Druid chocolates, all in frilly little papers, were among the first to be sampled. "They smell good," said Tessa, the most experienced chocolate-eater among us. She tried a few. "They're nice, but they all taste much the same; the fresh cream taste takes over," was her verdict.

She was much more interested in the Torc Truffles, whopping "golf balls," as Marie-Louise described them. They dwarfed their smaller, prettier-looking Druid sisters. "Less in a box looks more luxurious," Louise stated. "Size counts," Elva said. Someone giggled. The truffles all looked more or less the same, but they all tasted very different: dense rich layers of praline, which disappeared too quickly for a more detailed forensic report. "Very good, but one at a time is more than enough."
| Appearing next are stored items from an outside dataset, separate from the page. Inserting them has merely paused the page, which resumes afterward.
//! Byte-level builder for hand-assembled ABC modules

#![allow(dead_code)]

/// Assembles a module section by section. Every table defaults to empty.
#[derive(Default)]
pub struct AbcBuilder {
    pub ints: Vec<i32>,
    pub uints: Vec<u32>,
    pub doubles: Vec<f64>,
    pub strings: Vec<Vec<u8>>,
    /// (kind byte, name string index)
    pub namespaces: Vec<(u8, u32)>,
    pub ns_sets: Vec<Vec<u32>>,
    /// Raw multiname records, kind byte included
    pub multinames: Vec<Vec<u8>>,
    pub methods: Vec<Vec<u8>>,
    pub metadata: Vec<Vec<u8>>,
    /// (instance record, class record)
    pub classes: Vec<(Vec<u8>, Vec<u8>)>,
    pub scripts: Vec<Vec<u8>>,
    pub bodies: Vec<Vec<u8>>,
    pub major: u16,
    pub minor: u16,
}

pub fn u30(out: &mut Vec<u8>, mut value: u32) {
    loop {
        let byte = (value & 0x7F) as u8;
        value >>= 7;
        if value == 0 {
            out.push(byte);
            return;
        }
        out.push(byte | 0x80);
    }
}

/// Signed varint; shorter encodings are sign-extended from bit 6 of the
/// last byte.
pub fn s32(out: &mut Vec<u8>, mut value: i32) {
    loop {
        let byte = (value & 0x7F) as u8;
        value >>= 7;
        let done = (value == 0 && byte & 0x40 == 0) || (value == -1 && byte & 0x40 != 0);
        if done {
            out.push(byte);
            return;
        }
        out.push(byte | 0x80);
    }
}

fn count(out: &mut Vec<u8>, len: usize) {
    // Entry count includes the sentinel
    if len == 0 {
        out.push(0);
    } else {
        u30(out, len as u32 + 1);
    }
}

/// Encode a QName multiname record
pub fn qname(ns: u32, name: u32) -> Vec<u8> {
    let mut out = vec![0x07];
    u30(&mut out, ns);
    u30(&mut out, name);
    out
}

/// Method record with no params, no options, no names
pub fn method(name: u32) -> Vec<u8> {
    let mut out = vec![0, 0];
    u30(&mut out, name);
    out.push(0);
    out
}

/// Body for `method` with the given code and no handlers or traits
pub fn body(method: u32, code: &[u8]) -> Vec<u8> {
    let mut out = Vec::new();
    u30(&mut out, method);
    out.extend_from_slice(&[1, 1, 0, 1]);
    u30(&mut out, code.len() as u32);
    out.extend_from_slice(code);
    out.extend_from_slice(&[0, 0]);
    out
}

impl AbcBuilder {
    pub fn new() -> Self {
        Self {
            major: 46,
            minor: 16,
            ..Self::default()
        }
    }

    pub fn string(mut self, s: &str) -> Self {
        self.strings.push(s.as_bytes().to_vec());
        self
    }

    pub fn int(mut self, value: i32) -> Self {
        self.ints.push(value);
        self
    }

    pub fn build(&self) -> Vec<u8> {
        let mut out = Vec::new();
        out.extend_from_slice(&self.minor.to_le_bytes());
        out.extend_from_slice(&self.major.to_le_bytes());

        count(&mut out, self.ints.len());
        for v in &self.ints {
            s32(&mut out, *v);
        }
        count(&mut out, self.uints.len());
        for v in &self.uints {
            u30(&mut out, *v);
        }
        count(&mut out, self.doubles.len());
        for v in &self.doubles {
            out.extend_from_slice(&v.to_le_bytes());
        }
        count(&mut out, self.strings.len());
        for s in &self.strings {
            u30(&mut out, s.len() as u32);
            out.extend_from_slice(s);
        }
        count(&mut out, self.namespaces.len());
        for (kind, name) in &self.namespaces {
            out.push(*kind);
            u30(&mut out, *name);
        }
        count(&mut out, self.ns_sets.len());
        for set in &self.ns_sets {
            u30(&mut out, set.len() as u32);
            for ns in set {
                u30(&mut out, *ns);
            }
        }
        count(&mut out, self.multinames.len());
        for m in &self.multinames {
            out.extend_from_slice(m);
        }

        for table in [&self.methods, &self.metadata] {
            u30(&mut out, table.len() as u32);
            for record in table {
                out.extend_from_slice(record);
            }
        }

        u30(&mut out, self.classes.len() as u32);
        for (instance, _) in &self.classes {
            out.extend_from_slice(instance);
        }
        for (_, class) in &self.classes {
            out.extend_from_slice(class);
        }

        for table in [&self.scripts, &self.bodies] {
            u30(&mut out, table.len() as u32);
            for record in table {
                out.extend_from_slice(record);
            }
        }
        out
    }
}
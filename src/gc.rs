//! Object arena with reference accounting and cycle collection.
//!
//! Objects live in slots addressed by generational handles ([`ObjectId`]).
//! Each slot counts two kinds of references:
//!
//! - roots: handles held by the host (`alloc` hands out one, `retain` adds more)
//! - edges: references stored inside other objects (property values,
//!   accessor functions, prototype links, watchers, timer handlers)
//!
//! An object is destroyed the moment both counts reach zero. When a release
//! leaves an object with edges but no roots it may be part of an orphaned
//! cycle. Such objects are recorded as suspects; the next flush walks the
//! unrooted subgraph below them, subtracts the references found inside it,
//! and tears down whatever no outside reference keeps alive. A full
//! mark-and-sweep from the rooted objects is available through
//! [`Heap::collect`]. Destroying an object bumps its slot generation, so
//! stale handles fail every lookup instead of aliasing a new object.

use std::fmt;

use hashbrown::{HashMap, HashSet};
use rustc_hash::FxBuildHasher;
use serde::Serialize;
use tracing::{debug, trace, warn};

use crate::config::RuntimeConfig;
use crate::object::{ObjectData, ObjectKind};
use crate::value::Value;

// ============================================================================
// ObjectId - generational handle
// ============================================================================

/// Handle to a heap object.
///
/// Handles are plain `Copy` data and never keep an object alive by
/// themselves; use [`Heap::retain`]/[`Heap::release`] for that.
#[derive(Clone, Copy, PartialEq, Eq, Hash, PartialOrd, Ord, Serialize)]
pub struct ObjectId {
    index: u32,
    generation: u32,
}

impl ObjectId {
    pub fn index(self) -> u32 {
        self.index
    }

    pub fn generation(self) -> u32 {
        self.generation
    }
}

impl fmt::Display for ObjectId {
    fn fmt(&self, f: &mut fmt::Formatter<'_>) -> fmt::Result {
        write!(f, "#{}v{}", self.index, self.generation)
    }
}

impl fmt::Debug for ObjectId {
    fn fmt(&self, f: &mut fmt::Formatter<'_>) -> fmt::Result {
        fmt::Display::fmt(self, f)
    }
}

/// Identity set used by teardown traversal
pub(crate) type VisitedSet = HashSet<ObjectId, FxBuildHasher>;

/// Remaining outside references per object during cycle detection
type TrialCounts = HashMap<ObjectId, u32, FxBuildHasher>;

// ============================================================================
// Slot - arena storage
// ============================================================================

struct Slot {
    generation: u32,
    /// Host handles
    roots: u32,
    /// References from other objects
    edges: u32,
    data: Option<ObjectData>,
}

impl Slot {
    fn is_live(&self, id: ObjectId) -> bool {
        self.generation == id.generation && self.data.is_some()
    }
}

// ============================================================================
// Heap
// ============================================================================

/// Arena owning every script object.
pub struct Heap {
    slots: Vec<Slot>,

    /// Vacated slot indices, reused before the arena grows
    free_list: Vec<u32>,

    /// Persistent mark stack, reused between collections to avoid reallocating
    mark_stack: Vec<ObjectId>,

    /// Persistent mark bits, one per slot
    marked: Vec<bool>,

    /// Objects whose counts reached zero, waiting for destruction
    pending: Vec<ObjectId>,

    /// Objects left reachable only through edges, possibly in a dead cycle
    suspects: Vec<ObjectId>,

    /// Objects visited by cycle detection, marking and teardown
    traversed: u64,

    /// Re-entrancy guard for `flush`
    flushing: bool,

    collect_cycles: bool,
}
What about the name, Torc Truffles? "It makes me think of pigs truffle hunting in the forest," this reporter observed, to general outcry. "No, no, no," MarieLouise explained patiently. "You've got it all wrong. Truffles are really expensive. Think pricey, not pigs."

The only box which was not predominantly white in colour and with a lid that lifted off, was the brown Bewleys one, with its brown plastic tray inside. "It doesn't look as posh as the others," Louise said flatly. "Don't we get fussy fast?" Elva observed. "If someone brought this box to dinner, we'd all think it was lovely, but it doesn't look so good among the others."

Tessa was examining the Butlers chocolates, which, like the Bewleys box, had nine chocolates apiece. "The Butlers actually look much the same," she pointed out, "except the box is much nicer." Presentation - or should that be packaging - matters, was the verdict.

And what of the chocolates themselves? "I like these," said Elva, trying the Butlers. "Mmm," went Louise. Meanwhile, Tessa was unwrapping the foil cone of a Bewleys chocolate. She left half of it. "It tastes very traditional," she said. No matter how posh the chocolates, there are always a few that get left behind: the strawberry and coffee creams scenario.

The Chez Emily chocolates, which were by far the most varied looking - tiny moulded elephants, solid rounds studded with nuts, delicate shells dusted with cocoa, and nameless other wonders - of all the boxes, were voted the best any of us had ever eaten. They all looked gorgeous, like the picture-book chocolates you see princesses scoffing in fairy tales. And each one tasted amazingly good, and different, yet not too sweet. "Every one is a surprise," marvelled Marie-Louise, who was doing careful surgery with a sharp knife, so we could see a cross-section of every wicked interior.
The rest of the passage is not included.